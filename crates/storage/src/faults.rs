//! Fault injection for the in-memory store
//!
//! Each store operation consults the injector at a [`FaultPoint`] before
//! doing any work. Scripted injections are consumed one per call, in the
//! order they were queued; a persistent injection fires on every call
//! once the script for that point is empty.
//!
//! ```ignore
//! store.faults().fail_next(FaultPoint::Get, StoreFault::Timeout, 2);
//! // first two reads time out, the third goes through
//! ```

use std::collections::{HashMap, VecDeque};

use parking_lot::Mutex;
use playerdb_core::StoreFault;

/// Store operation at which an injection can fire
#[derive(Debug, Clone, Copy, PartialEq, Eq, Hash)]
pub enum FaultPoint {
    /// `try_get_collection`
    OpenCollection,
    /// `Collection::try_get`
    Get,
    /// `Collection::try_add`
    Add,
    /// `Collection::try_update`
    Update,
    /// `Transaction::commit`
    Commit,
}

/// What happens when an injection fires
#[derive(Debug, Clone, PartialEq, Eq)]
pub enum Injection {
    /// The operation fails with this fault
    Fail(StoreFault),
    /// The operation reports `false` (add/update lost to another writer)
    Reject,
}

#[derive(Debug, Default)]
struct FaultState {
    scripted: HashMap<FaultPoint, VecDeque<Injection>>,
    persistent: HashMap<FaultPoint, Injection>,
    calls: HashMap<FaultPoint, usize>,
}

/// Scripted faults and per-point call counters
#[derive(Debug, Default)]
pub struct FaultInjector {
    state: Mutex<FaultState>,
}

impl FaultInjector {
    /// Create an injector with nothing scheduled
    pub fn new() -> Self {
        Self::default()
    }

    /// Fail the next `times` calls at `point` with `fault`.
    pub fn fail_next(&self, point: FaultPoint, fault: StoreFault, times: usize) {
        let mut state = self.state.lock();
        let queue = state.scripted.entry(point).or_default();
        queue.extend(std::iter::repeat(Injection::Fail(fault)).take(times));
    }

    /// Make the next `times` add/update calls at `point` report `false`.
    pub fn reject_next(&self, point: FaultPoint, times: usize) {
        let mut state = self.state.lock();
        let queue = state.scripted.entry(point).or_default();
        queue.extend(std::iter::repeat(Injection::Reject).take(times));
    }

    /// Fail every call at `point` with `fault` until cleared.
    pub fn fail_always(&self, point: FaultPoint, fault: StoreFault) {
        self.state
            .lock()
            .persistent
            .insert(point, Injection::Fail(fault));
    }

    /// Drop every scheduled injection. Call counters are kept.
    pub fn clear(&self) {
        let mut state = self.state.lock();
        state.scripted.clear();
        state.persistent.clear();
    }

    /// Number of calls that reached `point`.
    pub fn calls(&self, point: FaultPoint) -> usize {
        self.state.lock().calls.get(&point).copied().unwrap_or(0)
    }

    /// Record a call at `point` and return the injection to apply, if any.
    pub(crate) fn hit(&self, point: FaultPoint) -> Option<Injection> {
        let mut state = self.state.lock();
        *state.calls.entry(point).or_insert(0) += 1;
        if let Some(injection) = state.scripted.get_mut(&point).and_then(VecDeque::pop_front) {
            tracing::debug!(?point, ?injection, "injected store fault");
            return Some(injection);
        }
        state.persistent.get(&point).cloned()
    }

    /// Like [`hit`](Self::hit) for operations that have no `false` outcome.
    pub(crate) fn check(&self, point: FaultPoint) -> Result<(), StoreFault> {
        match self.hit(point) {
            Some(Injection::Fail(fault)) => Err(fault),
            _ => Ok(()),
        }
    }
}
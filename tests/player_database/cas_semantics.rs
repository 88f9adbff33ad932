//! Compare-and-set: expected-previous validation and lost races.

use crate::common::*;

#[tokio::test]
async fn write_with_current_value_succeeds() {
    let t = TestDb::new();
    let a = Profile::new("a", 1);
    let b = Profile::new("b", 2);

    t.write_insecure(1, &a, None).await.unwrap();
    t.write_insecure(1, &b, Some(&a)).await.unwrap();
    assert_eq!(t.read_insecure(1).await.unwrap(), Some(b));
}

#[tokio::test]
async fn write_with_stale_value_is_rejected() {
    let t = TestDb::new();
    let a = Profile::new("a", 1);
    let b = Profile::new("b", 2);
    let c = Profile::new("c", 3);

    t.write_insecure(1, &a, None).await.unwrap();
    t.write_insecure(1, &b, Some(&a)).await.unwrap();

    let err = t.write_insecure(1, &c, Some(&a)).await.unwrap_err();
    assert_eq!(err, Error::conflict(1, ConflictReason::ValueMismatch));
    assert_eq!(t.read_insecure(1).await.unwrap(), Some(b));
    t.assert_no_open_transactions();
}

#[tokio::test]
async fn expected_value_compared_structurally() {
    let t = TestDb::new();
    let a = Profile::new("a", 1).with_item("x");
    t.write_insecure(1, &a, None).await.unwrap();

    // An equal value built separately is accepted
    let rebuilt = Profile::new("a", 1).with_item("x");
    t.write_insecure(1, &Profile::new("b", 2), Some(&rebuilt))
        .await
        .unwrap();
}

#[tokio::test]
async fn expecting_a_value_where_none_exists() {
    let t = TestDb::new();
    let err = t
        .write_insecure(1, &Profile::new("a", 1), Some(&Profile::new("ghost", 0)))
        .await
        .unwrap_err();

    assert_eq!(
        err.conflict_reason(),
        Some(ConflictReason::ExistenceMismatch {
            expected_present: true,
            found_present: false,
        })
    );
    assert!(t.stored(1).is_none());
}

#[tokio::test]
async fn expecting_nothing_where_a_value_exists() {
    let t = TestDb::new();
    let a = Profile::new("a", 1);
    t.write_insecure(1, &a, None).await.unwrap();

    let err = t
        .write_insecure(1, &Profile::new("b", 2), None)
        .await
        .unwrap_err();
    assert_eq!(
        err.conflict_reason(),
        Some(ConflictReason::ExistenceMismatch {
            expected_present: false,
            found_present: true,
        })
    );
    assert_eq!(t.read_insecure(1).await.unwrap(), Some(a));
}

#[tokio::test]
async fn secure_expectation_checked_against_its_own_hash() {
    let t = TestDb::new();
    let h1 = Profile::new("h1", 1);
    t.write_secure(1, "H1", &h1, None).await.unwrap();

    // H2 holds nothing, even though H1 does
    let err = t
        .write_secure(1, "H2", &Profile::new("h2", 2), Some(&h1))
        .await
        .unwrap_err();
    assert!(err.is_conflict());

    t.write_secure(1, "H2", &Profile::new("h2", 2), None)
        .await
        .unwrap();
}

#[tokio::test]
async fn lost_race_on_add_is_a_conflict() {
    let t = TestDb::new();
    t.store.faults().reject_next(FaultPoint::Add, 1);

    let err = t
        .write_insecure(1, &Profile::new("a", 1), None)
        .await
        .unwrap_err();
    assert_eq!(err, Error::conflict(1, ConflictReason::LostRace));
    assert_eq!(t.store.faults().calls(FaultPoint::Add), 1);
    assert!(t.stored(1).is_none());
    t.assert_no_open_transactions();
}

#[tokio::test]
async fn lost_race_on_update_is_a_conflict() {
    let t = TestDb::new();
    let a = Profile::new("a", 1);
    t.write_insecure(1, &a, None).await.unwrap();
    t.store.faults().reject_next(FaultPoint::Update, 1);

    let err = t
        .write_insecure(1, &Profile::new("b", 2), Some(&a))
        .await
        .unwrap_err();
    assert_eq!(err.conflict_reason(), Some(ConflictReason::LostRace));
    assert_eq!(t.store.faults().calls(FaultPoint::Update), 1);
    assert_eq!(t.read_insecure(1).await.unwrap(), Some(a));
}

#[tokio::test]
async fn conflicts_are_not_retried() {
    let t = TestDb::new();
    t.write_insecure(1, &Profile::new("a", 1), None)
        .await
        .unwrap();
    let gets_before = t.store.faults().calls(FaultPoint::Get);

    t.write_insecure(1, &Profile::new("b", 2), None)
        .await
        .unwrap_err();
    assert_eq!(t.store.faults().calls(FaultPoint::Get) - gets_before, 1);
}
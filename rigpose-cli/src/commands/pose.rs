//! `rigpose pose`: skinning matrices of one clip at one moment

use anyhow::{Context, Result, bail};
use clap::Args;
use rigpose::{Animator, AnimatorOptions, MAX_BONES};
use std::path::PathBuf;

use crate::utils::{format_matrix_rows, format_seconds, load_library};

#[derive(Args)]
pub struct PoseArgs {
    /// Path to the scene JSON file
    pub file: PathBuf,

    /// Clip to play
    #[arg(short, long)]
    pub clip: String,

    /// Seconds to advance from the start of the clip
    #[arg(short, long, default_value = "0")]
    pub time: f32,

    /// Only print this bone
    #[arg(short, long)]
    pub bone: Option<String>,

    /// Size of the final bone matrix array
    #[arg(long, default_value_t = MAX_BONES)]
    pub capacity: usize,
}

pub fn execute(args: PoseArgs) -> Result<()> {
    if !args.time.is_finite() || args.time < 0.0 {
        bail!("--time must be a non-negative number of seconds");
    }

    let library = load_library(&args.file)?;
    let clip = library
        .clip(&args.clip)
        .with_context(|| format!("No clip named '{}' in {}", args.clip, args.file.display()))?;
    let skeleton = library.skeleton();

    let options = AnimatorOptions {
        bone_capacity: args.capacity,
    };
    let mut animator = Animator::with_options(clip, &options);
    animator
        .update_animation(args.time)
        .context("Failed to evaluate pose")?;

    let bones: Vec<usize> = match &args.bone {
        Some(name) => vec![skeleton.index_of(name)?],
        None => (0..skeleton.bone_count()).collect(),
    };

    println!(
        "Clip: {}  t = {} ({} ticks)",
        args.clip,
        format_seconds(args.time),
        animator.current_time_ticks()
    );

    for index in bones {
        let name = skeleton.bone(index).map_or("?", |b| b.name.as_str());
        let Some(matrix) = animator.final_bone_matrices().get(index) else {
            bail!("Bone {index} ({name}) is beyond the matrix capacity {}", args.capacity);
        };

        println!("\n[{index}] {name}");
        for row in format_matrix_rows(matrix) {
            println!("  {row}");
        }
    }

    Ok(())
}
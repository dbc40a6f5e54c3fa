//! `rigpose simulate`: scripted character controller run

use anyhow::{Context, Result, anyhow, bail};
use clap::Args;
use rigpose::{AnimatorOptions, CharacterController, ClipSet, ControlInput};
use std::path::PathBuf;
use std::str::FromStr;

use crate::utils::{format_seconds, load_library};

#[derive(Args)]
pub struct SimulateArgs {
    /// Path to the scene JSON file
    pub file: PathBuf,

    /// Clip played while idle
    #[arg(long, default_value = "Standing")]
    pub stand: String,

    /// Clip played while moving
    #[arg(long, default_value = "Walking")]
    pub walk: String,

    /// One-shot clip played on death
    #[arg(long, default_value = "Dying")]
    pub die: String,

    /// One-shot clip played when dancing
    #[arg(long, default_value = "Silly_Dancing")]
    pub dance: String,

    /// Input timeline, e.g. "die@1.0,dance@2.5,walk@4.0-5.0"
    #[arg(short, long, default_value = "")]
    pub script: String,

    /// Frames per second
    #[arg(long, default_value = "60")]
    pub fps: f32,

    /// Seconds to simulate
    #[arg(short, long, default_value = "5")]
    pub duration: f32,
}

pub fn execute(args: SimulateArgs) -> Result<()> {
    if !args.fps.is_finite() || args.fps <= 0.0 {
        bail!("--fps must be a positive number");
    }
    if !args.duration.is_finite() || args.duration < 0.0 {
        bail!("--duration must be a non-negative number of seconds");
    }

    let script: Script = args.script.parse().context("Invalid --script")?;
    let library = load_library(&args.file)?;
    let clips = ClipSet::from_library(&library, &args.stand, &args.walk, &args.die, &args.dance)
        .context("Failed to resolve controller clips")?;

    let mut controller = CharacterController::new(clips, &AnimatorOptions::default());
    let delta = 1.0 / args.fps;
    let frames = (args.duration * args.fps).ceil() as usize;

    println!("{:>9}  {}", format_seconds(0.0), controller.action());

    let mut last = controller.action();
    for frame in 0..frames {
        let time = frame as f32 * delta;
        controller
            .frame(script.input_at(time, delta), delta)
            .with_context(|| format!("Frame {frame} failed"))?;

        let action = controller.action();
        if action != last {
            println!("{:>9}  {action}", format_seconds(time));
            last = action;
        }
    }

    log::info!("Simulated {frames} frames");
    Ok(())
}

/// Control a script event drives
#[derive(Debug, Clone, Copy, PartialEq, Eq)]
enum Key {
    Walk,
    Die,
    Dance,
}

/// A key tapped at one instant or held over a span
#[derive(Debug, Clone, Copy, PartialEq)]
struct ScriptEvent {
    key: Key,
    start: f32,
    end: Option<f32>,
}

impl ScriptEvent {
    /// Whether the key is down during the frame `[time, time + delta)`
    fn is_down(&self, time: f32, delta: f32) -> bool {
        match self.end {
            Some(end) => self.start <= time && time < end,
            None => time <= self.start && self.start < time + delta,
        }
    }
}

impl FromStr for ScriptEvent {
    type Err = anyhow::Error;

    fn from_str(s: &str) -> Result<Self> {
        let (key, when) = s
            .split_once('@')
            .ok_or_else(|| anyhow!("event '{s}' is missing '@'"))?;

        let key = match key.trim() {
            "walk" | "move" => Key::Walk,
            "die" => Key::Die,
            "dance" => Key::Dance,
            other => bail!("unknown key '{other}'"),
        };

        let parse_time = |text: &str| -> Result<f32> {
            let value: f32 = text
                .trim()
                .parse()
                .with_context(|| format!("bad time '{text}' in '{s}'"))?;
            if !value.is_finite() || value < 0.0 {
                bail!("time '{text}' in '{s}' must be a non-negative number");
            }
            Ok(value)
        };

        let (start, end) = match when.split_once('-') {
            Some((start, end)) => (parse_time(start)?, Some(parse_time(end)?)),
            None => (parse_time(when)?, None),
        };

        if let Some(end) = end
            && end < start
        {
            bail!("span in '{s}' ends before it starts");
        }

        Ok(Self { key, start, end })
    }
}

/// Parsed input timeline
#[derive(Debug, Clone, Default, PartialEq)]
struct Script {
    events: Vec<ScriptEvent>,
}

impl Script {
    /// Key state for the frame starting at `time`
    fn input_at(&self, time: f32, delta: f32) -> ControlInput {
        let mut input = ControlInput::default();
        for event in self.events.iter().filter(|e| e.is_down(time, delta)) {
            match event.key {
                Key::Walk => input.moving = true,
                Key::Die => input.die_requested = true,
                Key::Dance => input.dance_requested = true,
            }
        }
        input
    }
}

impl FromStr for Script {
    type Err = anyhow::Error;

    fn from_str(s: &str) -> Result<Self> {
        let events = s
            .split(',')
            .filter(|part| !part.trim().is_empty())
            .map(str::parse)
            .collect::<Result<Vec<ScriptEvent>>>()?;
        Ok(Self { events })
    }
}
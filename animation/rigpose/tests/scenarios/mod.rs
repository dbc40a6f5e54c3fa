mod playback;
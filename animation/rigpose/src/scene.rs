//! Scene description consumed from the asset importer
//!
//! These types mirror what an interchange-format importer hands over after
//! parsing: an owned node tree with bind-pose transforms, the list of
//! skinned bones with their inverse-bind matrices, and the raw keyframe
//! channels of every animation. Nothing here is validated; validation
//! happens when a [`Skeleton`](crate::Skeleton) or
//! [`AnimationClip`](crate::AnimationClip) is built from it.
//!
//! With the `serde-support` feature the whole description can be read from
//! JSON, matrices as 16 column-major floats, quaternions as `[x, y, z, w]`.

use glam::{Mat4, Quat, Vec3};

#[cfg(feature = "serde-support")]
use serde::{Deserialize, Serialize};

use crate::animation::Keyframe;
#[cfg(feature = "serde-support")]
use crate::error::{AnimationError, Result};

/// One node of the imported scene graph
#[derive(Debug, Clone, PartialEq)]
#[cfg_attr(feature = "serde-support", derive(Serialize, Deserialize))]
pub struct SceneNode {
    /// Node name, unique within the scene
    pub name: String,
    /// Bind-pose transform relative to the parent node
    #[cfg_attr(feature = "serde-support", serde(default = "identity"))]
    pub transform: Mat4,
    /// Child nodes in import order
    #[cfg_attr(feature = "serde-support", serde(default))]
    pub children: Vec<SceneNode>,
}

impl SceneNode {
    /// Create a leaf node
    pub fn new(name: impl Into<String>, transform: Mat4) -> Self {
        Self {
            name: name.into(),
            transform,
            children: Vec::new(),
        }
    }

    /// Append a child and return self, for building trees inline
    #[must_use]
    pub fn with_child(mut self, child: Self) -> Self {
        self.children.push(child);
        self
    }
}

/// A skinned bone as reported by the importer
#[derive(Debug, Clone, PartialEq)]
#[cfg_attr(feature = "serde-support", derive(Serialize, Deserialize))]
pub struct BoneDescription {
    /// Name of the node driving this bone
    pub name: String,
    /// Inverse bind-pose matrix
    #[cfg_attr(feature = "serde-support", serde(default = "identity"))]
    pub offset: Mat4,
}

/// Keyframes for one animated node
///
/// A component the source does not animate is `None` and keeps the node's
/// bind-pose value. `Some(vec![])` claims a channel without samples and is
/// rejected at load time.
#[derive(Debug, Clone, PartialEq, Default)]
#[cfg_attr(feature = "serde-support", derive(Serialize, Deserialize))]
pub struct ChannelDescription {
    /// Name of the animated node
    pub node: String,
    #[cfg_attr(
        feature = "serde-support",
        serde(default, skip_serializing_if = "Option::is_none")
    )]
    pub positions: Option<Vec<Keyframe<Vec3>>>,
    #[cfg_attr(
        feature = "serde-support",
        serde(default, skip_serializing_if = "Option::is_none")
    )]
    pub rotations: Option<Vec<Keyframe<Quat>>>,
    #[cfg_attr(
        feature = "serde-support",
        serde(default, skip_serializing_if = "Option::is_none")
    )]
    pub scales: Option<Vec<Keyframe<Vec3>>>,
}

/// An imported animation
#[derive(Debug, Clone, PartialEq, Default)]
#[cfg_attr(feature = "serde-support", derive(Serialize, Deserialize))]
pub struct ClipDescription {
    pub name: String,
    /// Clip length in ticks
    pub duration_ticks: f32,
    /// Ticks per second; `None` or zero when the source file omits it
    #[cfg_attr(feature = "serde-support", serde(default))]
    pub ticks_per_second: Option<f32>,
    #[cfg_attr(feature = "serde-support", serde(default))]
    pub channels: Vec<ChannelDescription>,
}

/// Everything the importer produced for one rigged character
#[derive(Debug, Clone, PartialEq)]
#[cfg_attr(feature = "serde-support", derive(Serialize, Deserialize))]
pub struct SceneDescription {
    pub root: SceneNode,
    #[cfg_attr(feature = "serde-support", serde(default))]
    pub bones: Vec<BoneDescription>,
    #[cfg_attr(feature = "serde-support", serde(default))]
    pub clips: Vec<ClipDescription>,
}

#[cfg(feature = "serde-support")]
fn identity() -> Mat4 {
    Mat4::IDENTITY
}

#[cfg(feature = "serde-support")]
impl SceneDescription {
    /// Decode a scene description from JSON text
    pub fn from_json_str(text: &str) -> Result<Self> {
        serde_json::from_str(text).map_err(|e| AnimationError::Scene(e.to_string()))
    }

    /// Decode a scene description from a JSON stream
    pub fn from_json_reader<R: std::io::Read>(reader: R) -> Result<Self> {
        serde_json::from_reader(reader).map_err(|e| AnimationError::Scene(e.to_string()))
    }

    /// Encode the scene description as pretty-printed JSON
    pub fn to_json_string(&self) -> Result<String> {
        serde_json::to_string_pretty(self).map_err(|e| AnimationError::Scene(e.to_string()))
    }
}
//! Main entry point for the rigpose CLI

mod cli;
mod commands;
mod utils;

use anyhow::Result;
use clap::CommandFactory;
use clap::Parser;
use clap_complete::{Generator, generate};
use log::LevelFilter;
use std::io;

use crate::cli::{Cli, Commands};

fn main() -> Result<()> {
    let cli = Cli::parse();

    // Initialize logger; -v/-q override RUST_LOG
    let mut logger =
        env_logger::Builder::from_env(env_logger::Env::default().default_filter_or("warn"));
    if let Some(level) = verbosity(cli.verbose, cli.quiet) {
        logger.filter_level(level);
    }
    logger.init();

    match cli.command {
        Commands::Info(args) => commands::info::execute(args),
        Commands::Pose(args) => commands::pose::execute(args),
        Commands::Simulate(args) => commands::simulate::execute(args),
        Commands::Completions { shell } => {
            print_completions(shell, &mut Cli::command());
            Ok(())
        }
    }
}

/// Log level requested on the command line, if any
fn verbosity(verbose: u8, quiet: bool) -> Option<LevelFilter> {
    match verbose {
        0 if quiet => Some(LevelFilter::Error),
        0 => None,
        1 => Some(LevelFilter::Info),
        2 => Some(LevelFilter::Debug),
        _ => Some(LevelFilter::Trace),
    }
}

fn print_completions<G: Generator>(generator: G, cmd: &mut clap::Command) {
    generate(
        generator,
        cmd,
        cmd.get_name().to_string(),
        &mut io::stdout(),
    );
}
//! Root CLI structure for rigpose

use clap::{Parser, Subcommand};

#[derive(Parser)]
#[command(name = "rigpose")]
#[command(about = "Inspect and drive skeletal animations from an imported scene", long_about = None)]
#[command(version)]
#[command(author)]
pub struct Cli {
    /// Subcommand to execute
    #[command(subcommand)]
    pub command: Commands,

    /// Verbosity level (can be repeated for more detail)
    #[arg(short, long, action = clap::ArgAction::Count, global = true)]
    pub verbose: u8,

    /// Suppress all output except errors
    #[arg(short, long, global = true)]
    pub quiet: bool,
}

#[derive(Subcommand)]
pub enum Commands {
    /// Show the skeleton tree and the clips of a scene
    Info(crate::commands::info::InfoArgs),

    /// Print skinning matrices of a clip at a point in time
    Pose(crate::commands::pose::PoseArgs),

    /// Drive a character controller with a scripted input timeline
    Simulate(crate::commands::simulate::SimulateArgs),

    /// Generate shell completions
    Completions {
        /// Shell to generate completions for
        #[arg(value_enum)]
        shell: clap_complete::Shell,
    },
}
* * * * *
» WHAT THIS TASK INVOLVES: Each line containing "PoseArgs" belongs in the answer; pick these out of the material and copy them.

» TASK SOLUTION:
pub struct PoseArgs {
pub fn execute(args: PoseArgs) -> Result<()> {
    Pose(crate::commands::pose::PoseArgs),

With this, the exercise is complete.